==== DATASET RECORDS

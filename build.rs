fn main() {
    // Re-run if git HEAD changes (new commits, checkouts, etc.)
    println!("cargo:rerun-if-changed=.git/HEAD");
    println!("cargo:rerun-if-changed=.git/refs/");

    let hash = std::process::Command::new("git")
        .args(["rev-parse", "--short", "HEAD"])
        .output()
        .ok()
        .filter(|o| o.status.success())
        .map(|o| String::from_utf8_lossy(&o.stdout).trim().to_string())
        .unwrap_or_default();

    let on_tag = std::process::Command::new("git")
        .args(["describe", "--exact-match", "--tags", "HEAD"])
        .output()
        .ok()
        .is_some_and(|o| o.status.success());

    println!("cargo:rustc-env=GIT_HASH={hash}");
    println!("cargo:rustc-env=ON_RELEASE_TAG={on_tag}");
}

========

Filter the entries above and return only the lines holding "changed".

**SOLUTION BELOW:**
    println!("cargo:rerun-if-changed=.git/HEAD");
    println!("cargo:rerun-if-changed=.git/refs/");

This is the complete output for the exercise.